Ces dix dernières années, les pratiques cliniques changent dans les pays anglo-saxons. Comme l’explique Denise Medico, psychologue et professeure au département sexologie de l’UQAM, on y favorise une attitude trans-affirmative sur le modèle de ce qui a été fait pour l’homosexualité il y a trente ans. « Jusqu’à 2010, la prise en charge était orientée sur la pose d’un diagnostic pour donner accès à des traitements médicaux de réassignation de genre », me détaille-t-elle. « Aujourd’hui, on parle de confirmation de genre. Une démarche trans-affirmative ne vise pas à remettre en question le désir de la personne par rapport au changement mais à évaluer la portée de sa souffrance. »

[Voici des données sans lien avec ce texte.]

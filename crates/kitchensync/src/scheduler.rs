//! Cue scheduler
//!
//! Fires each cue once per pass through the timeline. The scheduler keeps a
//! cursor into the sorted schedule: everything before the cursor has fired in
//! this pass. A backward jump larger than `loop_epsilon` ends the pass and
//! rewinds the cursor; smaller backward moves (drift corrections) leave it
//! alone, so nothing fires twice.

use std::sync::Arc;

use kitchenconf::SyncTuning;
use tokio::sync::watch;
use tokio::task::JoinHandle;
use tokio_util::sync::CancellationToken;
use tracing::{debug, info, warn};

use crate::player::Player;
use crate::schedule::CueSchedule;
use crate::session::SyncSnapshot;
use crate::sink::TriggerSink;

/// What one tick did.
#[derive(Debug, Clone, Copy, Default, PartialEq, Eq)]
pub struct TickOutcome {
    pub fired: usize,
    pub failed: usize,
    pub loop_restart: bool,
}

#[derive(Debug, Clone, Copy, Default, PartialEq, Eq)]
pub struct SchedulerStats {
    pub total_cues: usize,
    pub fired_this_pass: usize,
    /// Completed loop restarts.
    pub loop_count: u64,
    pub fired_total: u64,
    pub failed_total: u64,
}

pub struct CueScheduler {
    schedule: CueSchedule,
    loop_epsilon: f64,
    /// Next cue to fire in this pass.
    cursor: usize,
    /// Time seen on the previous tick; `None` at the start of a pass.
    previous: Option<f64>,
    loop_count: u64,
    fired_total: u64,
    failed_total: u64,
}

impl CueScheduler {
    pub fn new(schedule: CueSchedule, loop_epsilon: f64) -> Self {
        Self {
            schedule,
            loop_epsilon,
            cursor: 0,
            previous: None,
            loop_count: 0,
            fired_total: 0,
            failed_total: 0,
        }
    }

    pub fn schedule(&self) -> &CueSchedule {
        &self.schedule
    }

    /// Swap in a new schedule and start a fresh pass.
    pub fn load(&mut self, schedule: CueSchedule) {
        self.schedule = schedule;
        self.reset();
    }

    /// Start a new pass from the top of the schedule.
    pub fn reset(&mut self) {
        self.cursor = 0;
        self.previous = None;
        self.loop_count = 0;
    }

    /// Move to `time` without firing anything. Cues at or before `time`
    /// count as fired for this pass. The cursor never moves back, so a
    /// backward correction cannot refire what already fired.
    pub fn reposition(&mut self, time: f64) {
        if !time.is_finite() {
            return;
        }
        self.cursor = self.cursor.max(self.schedule.index_after(time));
        self.previous = Some(time);
        debug!(time, cursor = self.cursor, "scheduler repositioned");
    }

    /// Fire every cue in `(previous, current]` in order.
    pub fn tick(&mut self, current: f64, sink: &dyn TriggerSink) -> TickOutcome {
        let mut outcome = TickOutcome::default();
        if !current.is_finite() {
            warn!(current, "ignoring non-finite scheduler time");
            return outcome;
        }

        if let Some(previous) = self.previous {
            if current < previous - self.loop_epsilon {
                self.loop_count += 1;
                self.cursor = 0;
                self.previous = None;
                outcome.loop_restart = true;
                info!(
                    from = previous,
                    to = current,
                    loop_count = self.loop_count,
                    "timeline loop detected, cue pass restarted"
                );
            }
        }

        let cues = self.schedule.cues();
        while let Some(cue) = cues.get(self.cursor) {
            if cue.trigger_time_seconds > current {
                break;
            }
            self.cursor += 1;
            match sink.apply(&cue.action, &cue.payload) {
                Ok(()) => {
                    outcome.fired += 1;
                    debug!(
                        time = cue.trigger_time_seconds,
                        action = %cue.action,
                        "cue fired"
                    );
                }
                Err(e) => {
                    outcome.failed += 1;
                    warn!(
                        time = cue.trigger_time_seconds,
                        action = %cue.action,
                        error = %e,
                        "cue action failed"
                    );
                }
            }
        }

        self.fired_total += outcome.fired as u64;
        self.failed_total += outcome.failed as u64;
        self.previous = Some(current);
        outcome
    }

    pub fn stats(&self) -> SchedulerStats {
        SchedulerStats {
            total_cues: self.schedule.len(),
            fired_this_pass: self.cursor,
            loop_count: self.loop_count,
            fired_total: self.fired_total,
            failed_total: self.failed_total,
        }
    }
}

La personne comprend-elle l’impact des traitements ? A-t-elle la capacité de poser un consentement éclairé ? Souffre t-elle d’une dysphorie de genre, c’est-à-dire un malaise important avec le genre qui lui a été assigné ? En Europe, et notamment en France, de jeunes professionnels s’intéressent de plus en plus à cette nouvelle approche, comme Denise Medico le note à travers les demandes de formation qu’elle reçoit au sein de la fondation Asadis.
Un petit pas pour se mettre au diapason de la société où le questionnement sur le genre (ou plutôt les genres) et la réappropriation de son corps ont pris une place à part entière. Il était temps.